Lindsay’s adeptness at developing independent research ideas is further demonstrated by her work with fellow graduate students. In a project that has already won both external and internal graduate student paper awards and was recently published in the Journal of Research in Crime and Delinquency, Lindsay and two graduate student peers in her cohort analyzed how mass shootings are covered in the media depending on the race of the perpetrator. The paper demonstrates how white shooters are medicalized, while black shooters are criminalized.
“Sadé is developing a coherent research trajectory on cultural representations of race and its implications for racial inequality and public policy,” said Michael Vuolo, associate professor and Lindsay’s faculty advisor. “I believe wholeheartedly in the importance of her research to further both her own career as well as address longstanding issues in social inequality.”
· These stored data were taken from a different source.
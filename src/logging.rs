use color_eyre::Result;
use lazy_static::lazy_static;
use tracing_error::ErrorLayer;
use tracing_subscriber::{EnvFilter, filter::LevelFilter, fmt, prelude::*};

use crate::config;

lazy_static! {
    pub static ref LOG_ENV: String = format!("{}_LOGLEVEL", config::PROJECT_NAME.clone());
    pub static ref LOG_FILE: String = format!("{}.log", env!("CARGO_PKG_NAME"));
}

/// Logs everything the filter allows to `<data dir>/catalog-scraper.log` and
/// info and above to stderr.
pub fn init() -> Result<()> {
    let directory = config::get_data_dir();
    std::fs::create_dir_all(directory.clone())?;
    let log_path = directory.join(LOG_FILE.clone());
    let log_file = std::fs::File::create(log_path)?;
    let env_filter = EnvFilter::builder().with_default_directive(LevelFilter::INFO.into());
    // If the `RUST_LOG` environment variable is set, use that as the default,
    // otherwise use the value of the `LOG_ENV` environment variable.
    let env_filter = env_filter
        .try_from_env()
        .or_else(|_| env_filter.with_env_var(LOG_ENV.clone()).from_env())?;
    let file_subscriber = fmt::layer()
        .with_file(true)
        .with_line_number(true)
        .with_writer(log_file)
        .with_target(false)
        .with_ansi(false)
        .with_filter(env_filter);
    let stderr_subscriber = fmt::layer()
        .compact()
        .with_writer(std::io::stderr)
        .with_target(false)
        .with_filter(LevelFilter::INFO);
    tracing_subscriber::registry()
        .with(file_subscriber)
        .with(stderr_subscriber)
        .with(ErrorLayer::default())
        .try_init()?;
    Ok(())
}
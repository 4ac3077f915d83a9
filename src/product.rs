use std::fmt;

use scraper::{ElementRef, Html};
use serde::{
    Deserialize, Deserializer, Serialize, Serializer,
    de::{MapAccess, Visitor},
};

use crate::{
    config::{CompiledSchema, ScrapeContext},
    errors::ScrapeError,
    session::RenderSession,
    variants::resolve_variant_prices,
};

/// One product as it appears in a catalog section.
#[derive(Debug, Clone, PartialEq, Serialize, Deserialize)]
pub struct ProductRecord {
    pub title: String,
    pub description: String,
    pub price: f64,
    pub rating: u32,
    pub num_of_reviews: u32,
    pub additional_info: AdditionalInfo,
}

#[derive(Debug, Clone, Default, PartialEq, Serialize, Deserialize)]
pub struct AdditionalInfo {
    /// Price per storage option, empty when the product has no variant block.
    #[serde(default)]
    pub hdd_prices: VariantPrices,
}

/// Variant label to price, in the order the variants were activated.
#[derive(Debug, Clone, Default, PartialEq)]
pub struct VariantPrices(Vec<(String, f64)>);

impl VariantPrices {
    pub fn insert(&mut self, label: impl Into<String>, price: f64) {
        let label = label.into();
        match self.0.iter_mut().find(|(existing, _)| *existing == label) {
            Some(entry) => entry.1 = price,
            None => self.0.push((label, price)),
        }
    }

    pub fn get(&self, label: &str) -> Option<f64> {
        self.0
            .iter()
            .find(|(existing, _)| existing == label)
            .map(|(_, price)| *price)
    }

    pub fn len(&self) -> usize {
        self.0.len()
    }

    pub fn is_empty(&self) -> bool {
        self.0.is_empty()
    }

    pub fn labels(&self) -> impl Iterator<Item = &str> {
        self.0.iter().map(|(label, _)| label.as_str())
    }
}

impl<K: Into<String>> FromIterator<(K, f64)> for VariantPrices {
    fn from_iter<I: IntoIterator<Item = (K, f64)>>(iter: I) -> Self {
        let mut prices = VariantPrices::default();
        for (label, price) in iter {
            prices.insert(label, price);
        }
        prices
    }
}

impl Serialize for VariantPrices {
    fn serialize<S: Serializer>(&self, serializer: S) -> Result<S::Ok, S::Error> {
        serializer.collect_map(self.0.iter().map(|(label, price)| (label, price)))
    }
}

impl<'de> Deserialize<'de> for VariantPrices {
    fn deserialize<D: Deserializer<'de>>(deserializer: D) -> Result<Self, D::Error> {
        struct PricesVisitor;

        impl<'de> Visitor<'de> for PricesVisitor {
            type Value = VariantPrices;

            fn expecting(&self, f: &mut fmt::Formatter) -> fmt::Result {
                f.write_str("a map of variant labels to prices")
            }

            fn visit_map<A: MapAccess<'de>>(self, mut map: A) -> Result<Self::Value, A::Error> {
                let mut prices = VariantPrices::default();
                while let Some((label, price)) = map.next_entry::<String, f64>()? {
                    prices.insert(label, price);
                }
                Ok(prices)
            }
        }

        deserializer.deserialize_map(PricesVisitor)
    }
}

/// Owned copy of one card's markup, kept so the card can be extracted after
/// the listing it came from has been navigated away from.
#[derive(Debug, Clone, PartialEq, Eq)]
pub struct CardSnapshot {
    /// 1-based position of the card in its listing.
    pub position: usize,
    pub html: String,
}

impl CardSnapshot {
    /// Captures the cards of `document`, skipping the first `already_captured`.
    pub fn capture(
        document: &Html,
        schema: &CompiledSchema,
        already_captured: usize,
    ) -> Vec<CardSnapshot> {
        document
            .select(&schema.card)
            .enumerate()
            .skip(already_captured)
            .map(|(index, card)| CardSnapshot {
                position: index + 1,
                html: card.html(),
            })
            .collect()
    }
}

/// The fields of a product readable from the listing card alone.
#[derive(Debug, Clone, PartialEq)]
pub struct ListingFields {
    pub title: String,
    pub description: String,
    pub price: f64,
    pub rating: u32,
    pub num_of_reviews: u32,
    /// `href` of the title link, as written in the markup.
    pub detail_link: Option<String>,
}

impl ListingFields {
    pub fn parse(card: &CardSnapshot, ctx: &ScrapeContext) -> Result<Self, ScrapeError> {
        let fragment = Html::parse_fragment(&card.html);
        let root = fragment.root_element();
        let compiled = &ctx.compiled;

        let title_elem = root
            .select(&compiled.title)
            .next()
            .ok_or(ScrapeError::MissingField("title"))?;
        let title = title_elem
            .value()
            .attr("title")
            .map(str::trim)
            .filter(|title| !title.is_empty())
            .ok_or(ScrapeError::MissingField("title"))?
            .to_string();
        let detail_link = title_elem.value().attr("href").map(str::to_string);

        let description = root
            .select(&compiled.description)
            .next()
            .map(element_text)
            .ok_or(ScrapeError::MissingField("description"))?;

        let price_text = root
            .select(&compiled.price)
            .next()
            .map(element_text)
            .ok_or(ScrapeError::MissingField("price"))?;
        let price = parse_price(&price_text, &ctx.schema.currency_symbol)?;

        let rating_attr = ctx.schema.rating_attr.as_str();
        let rating_raw = root
            .select(&compiled.rating)
            .next()
            .and_then(|elem| elem.value().attr(rating_attr))
            .ok_or(ScrapeError::MissingField("rating"))?;
        let rating = rating_raw
            .trim()
            .parse::<u32>()
            .map_err(|_| ScrapeError::parse("rating", rating_raw))?;

        let num_of_reviews = match root.select(&compiled.reviews).next() {
            Some(elem) => parse_review_count(&element_text(elem))?,
            None => 0,
        };

        Ok(Self {
            title,
            description,
            price,
            rating,
            num_of_reviews,
            detail_link,
        })
    }
}

/// Turns one card into a record, visiting its detail page for variant prices.
///
/// The session ends up on the detail page, not on the listing the card came from.
pub async fn extract_product<S: RenderSession>(
    session: &mut S,
    card: &CardSnapshot,
    ctx: &ScrapeContext,
) -> Result<ProductRecord, ScrapeError> {
    let fields = ListingFields::parse(card, ctx)?;
    let hdd_prices = resolve_variant_prices(session, fields.detail_link.as_deref(), ctx).await?;
    Ok(ProductRecord {
        title: fields.title,
        description: fields.description,
        price: fields.price,
        rating: fields.rating,
        num_of_reviews: fields.num_of_reviews,
        additional_info: AdditionalInfo { hdd_prices },
    })
}

fn element_text(elem: ElementRef) -> String {
    elem.text().collect::<String>().trim().to_string()
}

/// Parses a displayed price such as `$1178.99`.
pub fn parse_price(raw: &str, currency_symbol: &str) -> Result<f64, ScrapeError> {
    let cleaned = raw.replace(currency_symbol, "");
    match cleaned.trim().parse::<f64>() {
        Ok(price) if price.is_finite() && price >= 0.0 => Ok(price),
        _ => Err(ScrapeError::parse("price", raw)),
    }
}

/// "14 reviews" -> 14
fn parse_review_count(raw: &str) -> Result<u32, ScrapeError> {
    raw.split_whitespace()
        .next()
        .and_then(|count| count.parse::<u32>().ok())
        .ok_or_else(|| ScrapeError::parse("num_of_reviews", raw))
}
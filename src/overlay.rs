use strum::Display;
use tracing::{debug, info, warn};

use crate::{
    config::{Schema, Timing},
    errors::{ScrapeError, SessionError},
    session::{ClickOutcome, RenderSession},
};

/// What happened to the blocking overlay.
#[derive(Debug, Clone, Copy, PartialEq, Eq, Display)]
pub enum OverlayOutcome {
    /// The overlay never appeared.
    Absent,
    Dismissed,
    /// The overlay is on screen but could not be closed.
    Stuck,
}

/// Closes the cookie banner if it shows up within the element timeout.
///
/// Never fails: a missing banner is the normal case and a banner that cannot
/// be closed is logged and left for the caller's next click to run into.
pub async fn dismiss_blocking_overlay<S: RenderSession>(
    session: &mut S,
    schema: &Schema,
    timing: &Timing,
) -> OverlayOutcome {
    match try_dismiss(session, schema, timing).await {
        Ok(outcome) => outcome,
        Err(e) => {
            warn!("Overlay not interactable: {}", e);
            OverlayOutcome::Stuck
        }
    }
}

async fn try_dismiss<S: RenderSession>(
    session: &mut S,
    schema: &Schema,
    timing: &Timing,
) -> Result<OverlayOutcome, SessionError> {
    let Some(banner) = session
        .wait_for(&schema.overlay, timing.element_timeout())
        .await?
    else {
        debug!("No overlay within {:?}", timing.element_timeout());
        return Ok(OverlayOutcome::Absent);
    };
    let Some(button) = session.find_in(&banner, &schema.overlay_dismiss).await? else {
        warn!("Overlay present without a dismiss control");
        return Ok(OverlayOutcome::Stuck);
    };
    if session
        .wait_clickable(&schema.overlay, timing.element_timeout(), timing.poll_interval())
        .await?
        .is_none()
    {
        warn!("Overlay never became clickable");
        return Ok(OverlayOutcome::Stuck);
    }
    session.script_click(&button).await?;
    info!("Cookie banner closed");
    Ok(OverlayOutcome::Dismissed)
}

/// Clicks `element`; if the overlay intercepts the click, dismisses it and
/// tries exactly once more.
pub async fn click_through_overlay<S: RenderSession>(
    session: &mut S,
    element: &S::Element,
    target: &str,
    schema: &Schema,
    timing: &Timing,
) -> Result<(), ScrapeError> {
    if session.click(element).await? == ClickOutcome::Clicked {
        return Ok(());
    }
    info!("Click on {} obstructed, dismissing overlay", target);
    dismiss_blocking_overlay(session, schema, timing).await;
    match session.click(element).await? {
        ClickOutcome::Clicked => Ok(()),
        ClickOutcome::Obstructed => {
            warn!("Click on {} obstructed again", target);
            Err(ScrapeError::Obstructed {
                target: target.to_string(),
            })
        }
    }
}
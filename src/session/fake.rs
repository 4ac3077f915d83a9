//! In-memory [`RenderSession`] serving synthetic catalog pages.

use std::{
    collections::HashMap,
    sync::atomic::{AtomicUsize, Ordering},
    time::Duration,
};

use super::{ClickOutcome, RenderSession, SessionFactory};
use crate::{config::Schema, errors::SessionError};

#[derive(Debug, Clone, PartialEq, Eq)]
pub enum FakeElement {
    Overlay,
    OverlayButton,
    Reveal,
    Card(usize),
    Swatches,
    Variant(usize),
    Price,
}

#[derive(Debug, Clone)]
pub struct Variant {
    pub value: String,
    pub label: String,
    pub price: f64,
    pub disabled: bool,
}

#[derive(Debug, Clone)]
pub enum Page {
    Listing {
        cards: Vec<String>,
        initial: usize,
        batch: usize,
        /// Keep the reveal control in the DOM, hidden, once everything is shown.
        hide_reveal: bool,
        pages: Option<usize>,
    },
    Detail {
        variants: Vec<Variant>,
        price_text: Option<String>,
    },
}

impl Page {
    /// A listing showing all of `cards` at once.
    pub fn listing(cards: Vec<String>) -> Self {
        let initial = cards.len();
        Page::Listing {
            cards,
            initial,
            batch: 0,
            hide_reveal: false,
            pages: None,
        }
    }

    /// A listing showing `initial` cards and `batch` more per reveal click.
    pub fn revealing(cards: Vec<String>, initial: usize, batch: usize) -> Self {
        Page::Listing {
            cards,
            initial,
            batch,
            hide_reveal: false,
            pages: None,
        }
    }

    pub fn hiding_reveal(mut self) -> Self {
        if let Page::Listing { hide_reveal, .. } = &mut self {
            *hide_reveal = true;
        }
        self
    }

    pub fn with_pages(mut self, count: usize) -> Self {
        if let Page::Listing { pages, .. } = &mut self {
            *pages = Some(count);
        }
        self
    }

    pub fn detail(variants: Vec<(&str, f64, bool)>) -> Self {
        Page::Detail {
            variants: variants
                .into_iter()
                .map(|(value, price, disabled)| Variant {
                    value: value.to_string(),
                    label: format!("{value} GB"),
                    price,
                    disabled,
                })
                .collect(),
            price_text: None,
        }
    }

    pub fn with_labels(mut self, labels: &[&str]) -> Self {
        if let Page::Detail { variants, .. } = &mut self {
            for (variant, label) in variants.iter_mut().zip(labels) {
                variant.label = label.to_string();
            }
        }
        self
    }

    pub fn with_price_text(mut self, text: &str) -> Self {
        if let Page::Detail { price_text, .. } = &mut self {
            *price_text = Some(text.to_string());
        }
        self
    }
}

#[derive(Debug, Clone, Default)]
pub struct FakeSession {
    schema: Schema,
    pages: HashMap<String, Page>,
    current: Option<String>,
    visible: usize,
    selected: Option<usize>,
    overlay_enabled: bool,
    overlay_visible: bool,
    obstructions: usize,
    script_clicks: usize,
    reveal_clicks: usize,
    navigations: Vec<String>,
    fail_on: Option<String>,
}

impl FakeSession {
    pub fn new() -> Self {
        Self::default()
    }

    pub fn with_page(mut self, url: &str, page: Page) -> Self {
        self.pages.insert(url.to_string(), page);
        self
    }

    /// Show the cookie banner after every navigation.
    pub fn with_overlay(mut self) -> Self {
        self.overlay_enabled = true;
        self
    }

    /// The next `count` normal clicks are intercepted by a freshly shown banner.
    pub fn with_obstructions(mut self, count: usize) -> Self {
        self.obstructions = count;
        self
    }

    /// Navigating to `url` fails as if the browser had gone away.
    pub fn failing_on(mut self, url: &str) -> Self {
        self.fail_on = Some(url.to_string());
        self
    }

    pub fn goto_now(&mut self, url: &str) {
        self.navigations.push(url.to_string());
        self.current = Some(url.to_string());
        self.overlay_visible = self.overlay_enabled;
        self.selected = None;
        self.visible = match self.pages.get(url) {
            Some(Page::Listing { initial, .. }) => *initial,
            _ => 0,
        };
    }

    pub fn navigations(&self) -> &[String] {
        &self.navigations
    }

    pub fn overlay_visible(&self) -> bool {
        self.overlay_visible
    }

    pub fn script_clicks(&self) -> usize {
        self.script_clicks
    }

    pub fn reveal_clicks(&self) -> usize {
        self.reveal_clicks
    }

    fn page(&self) -> Option<&Page> {
        self.current.as_ref().and_then(|url| self.pages.get(url))
    }

    fn exhausted(&self) -> bool {
        match self.page() {
            Some(Page::Listing { cards, .. }) => self.visible >= cards.len(),
            _ => true,
        }
    }

    fn lookup(&self, css: &str) -> Vec<FakeElement> {
        let schema = &self.schema;
        if css == schema.overlay {
            return if self.overlay_visible {
                vec![FakeElement::Overlay]
            } else {
                vec![]
            };
        }
        match self.page() {
            Some(Page::Listing { hide_reveal, .. }) => {
                if css == schema.card {
                    (0..self.visible).map(FakeElement::Card).collect()
                } else if css == schema.reveal && (!self.exhausted() || *hide_reveal) {
                    vec![FakeElement::Reveal]
                } else {
                    vec![]
                }
            }
            Some(Page::Detail { variants, .. }) => {
                if css == schema.swatches && !variants.is_empty() {
                    vec![FakeElement::Swatches]
                } else if css == schema.detail_price {
                    vec![FakeElement::Price]
                } else {
                    vec![]
                }
            }
            None => vec![],
        }
    }

    fn lookup_in(&self, parent: &FakeElement, css: &str) -> Vec<FakeElement> {
        match (parent, self.page()) {
            (FakeElement::Overlay, _) if css == self.schema.overlay_dismiss => {
                vec![FakeElement::OverlayButton]
            }
            (FakeElement::Swatches, Some(Page::Detail { variants, .. }))
                if css == self.schema.variant =>
            {
                (0..variants.len()).map(FakeElement::Variant).collect()
            }
            _ => vec![],
        }
    }

    fn variant(&self, index: usize) -> Option<&Variant> {
        match self.page() {
            Some(Page::Detail { variants, .. }) => variants.get(index),
            _ => None,
        }
    }

    fn render_listing(&self) -> String {
        let Some(Page::Listing {
            cards,
            hide_reveal,
            pages,
            ..
        }) = self.page()
        else {
            return "<html><body></body></html>".to_string();
        };
        let shown: String = cards[..self.visible.min(cards.len())].concat();
        let reveal = if !self.exhausted() {
            r#"<a class="btn btn-lg btn-block btn-primary ecomerce-items-scroll-more btn-more">More</a>"#
        } else if *hide_reveal {
            r#"<a class="btn btn-more" style="display: none;">More</a>"#
        } else {
            ""
        };
        let pager = pages
            .map(|count| {
                let items: String = (1..=count).map(|n| format!("<li>{n}</li>")).collect();
                format!(r#"<ul class="pagination"><li>&laquo;</li>{items}<li>&raquo;</li></ul>"#)
            })
            .unwrap_or_default();
        format!(r#"<html><body><div class="row">{shown}</div>{reveal}{pager}</body></html>"#)
    }
}

impl RenderSession for FakeSession {
    type Element = FakeElement;

    async fn goto(&mut self, url: &str) -> Result<(), SessionError> {
        if self.fail_on.as_deref() == Some(url) {
            return Err(SessionError::Other(format!("browser went away loading {url}")));
        }
        if !self.pages.contains_key(url) {
            return Err(SessionError::Other(format!("no page at {url}")));
        }
        self.goto_now(url);
        Ok(())
    }

    async fn source(&mut self) -> Result<String, SessionError> {
        Ok(self.render_listing())
    }

    async fn find(&mut self, css: &str) -> Result<Option<FakeElement>, SessionError> {
        Ok(self.lookup(css).into_iter().next())
    }

    async fn find_all(&mut self, css: &str) -> Result<Vec<FakeElement>, SessionError> {
        Ok(self.lookup(css))
    }

    async fn find_in(
        &mut self,
        parent: &FakeElement,
        css: &str,
    ) -> Result<Option<FakeElement>, SessionError> {
        Ok(self.lookup_in(parent, css).into_iter().next())
    }

    async fn find_all_in(
        &mut self,
        parent: &FakeElement,
        css: &str,
    ) -> Result<Vec<FakeElement>, SessionError> {
        Ok(self.lookup_in(parent, css))
    }

    async fn wait_for(
        &mut self,
        css: &str,
        _timeout: Duration,
    ) -> Result<Option<FakeElement>, SessionError> {
        self.find(css).await
    }

    async fn click(&mut self, element: &FakeElement) -> Result<ClickOutcome, SessionError> {
        if self.obstructions > 0 {
            self.obstructions -= 1;
            self.overlay_visible = true;
            return Ok(ClickOutcome::Obstructed);
        }
        match element {
            FakeElement::Reveal => {
                self.reveal_clicks += 1;
                let revealed = match self.page() {
                    Some(Page::Listing { cards, batch, .. }) => {
                        (self.visible + batch).min(cards.len())
                    }
                    _ => self.visible,
                };
                self.visible = revealed;
            }
            FakeElement::Variant(index) => {
                if self.variant(*index).is_some_and(|v| !v.disabled) {
                    self.selected = Some(*index);
                }
            }
            _ => {}
        }
        Ok(ClickOutcome::Clicked)
    }

    async fn script_click(&mut self, element: &FakeElement) -> Result<(), SessionError> {
        self.script_clicks += 1;
        if *element == FakeElement::OverlayButton {
            self.overlay_visible = false;
        }
        Ok(())
    }

    async fn text(&mut self, element: &FakeElement) -> Result<String, SessionError> {
        match element {
            FakeElement::Price => {
                if let Some(Page::Detail {
                    price_text: Some(text),
                    ..
                }) = self.page()
                {
                    return Ok(text.clone());
                }
                let price = self
                    .selected
                    .or(Some(0))
                    .and_then(|index| self.variant(index))
                    .map(|v| v.price)
                    .unwrap_or_default();
                Ok(format!("${price:.2}"))
            }
            FakeElement::Variant(index) => Ok(self
                .variant(*index)
                .map(|v| v.label.clone())
                .unwrap_or_default()),
            FakeElement::Reveal => Ok("More".to_string()),
            _ => Ok(String::new()),
        }
    }

    async fn attr(
        &mut self,
        _element: &FakeElement,
        _name: &str,
    ) -> Result<Option<String>, SessionError> {
        Ok(None)
    }

    async fn property(
        &mut self,
        element: &FakeElement,
        name: &str,
    ) -> Result<Option<String>, SessionError> {
        let FakeElement::Variant(index) = element else {
            return Ok(None);
        };
        Ok(self.variant(*index).map(|v| match name {
            "value" => v.value.clone(),
            "disabled" => v.disabled.to_string(),
            _ => String::new(),
        }))
    }

    async fn is_interactable(&mut self, element: &FakeElement) -> Result<bool, SessionError> {
        Ok(match element {
            FakeElement::Reveal => !self.exhausted(),
            FakeElement::Variant(index) => self.variant(*index).is_some_and(|v| !v.disabled),
            _ => true,
        })
    }

    async fn settle(&mut self, _delay: Duration) {
        tokio::task::yield_now().await;
    }

    async fn close(self) -> Result<(), SessionError> {
        Ok(())
    }
}

/// Hands every worker its own copy of the same fake shop.
#[derive(Debug)]
pub struct FakeFactory {
    template: FakeSession,
    limit: Option<usize>,
    opened: AtomicUsize,
}

impl FakeFactory {
    pub fn new(template: FakeSession) -> Self {
        Self {
            template,
            limit: None,
            opened: AtomicUsize::new(0),
        }
    }

    pub fn with_limit(mut self, sessions: usize) -> Self {
        self.limit = Some(sessions);
        self
    }

    pub fn opened(&self) -> usize {
        self.opened.load(Ordering::SeqCst)
    }
}

impl SessionFactory for FakeFactory {
    type Session = FakeSession;

    fn max_sessions(&self) -> Option<usize> {
        self.limit
    }

    async fn open(&self) -> Result<FakeSession, SessionError> {
        self.opened.fetch_add(1, Ordering::SeqCst);
        Ok(self.template.clone())
    }
}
In addition to showing tremendous intellectual maturity and diligence, Lindsay is a tireless advocate for underrepresented groups on campus and in her community. For several years, she has been volunteering weekends as a mentor to the young men incarcerated at the Circleville Juvenile Correction Facility in hopes of breaking the cycle of criminal recidivism.
“They remind me of my cousins and brother,” she said. “I don’t look at them any differently than many of the people I grew up with — they need guidance and support.”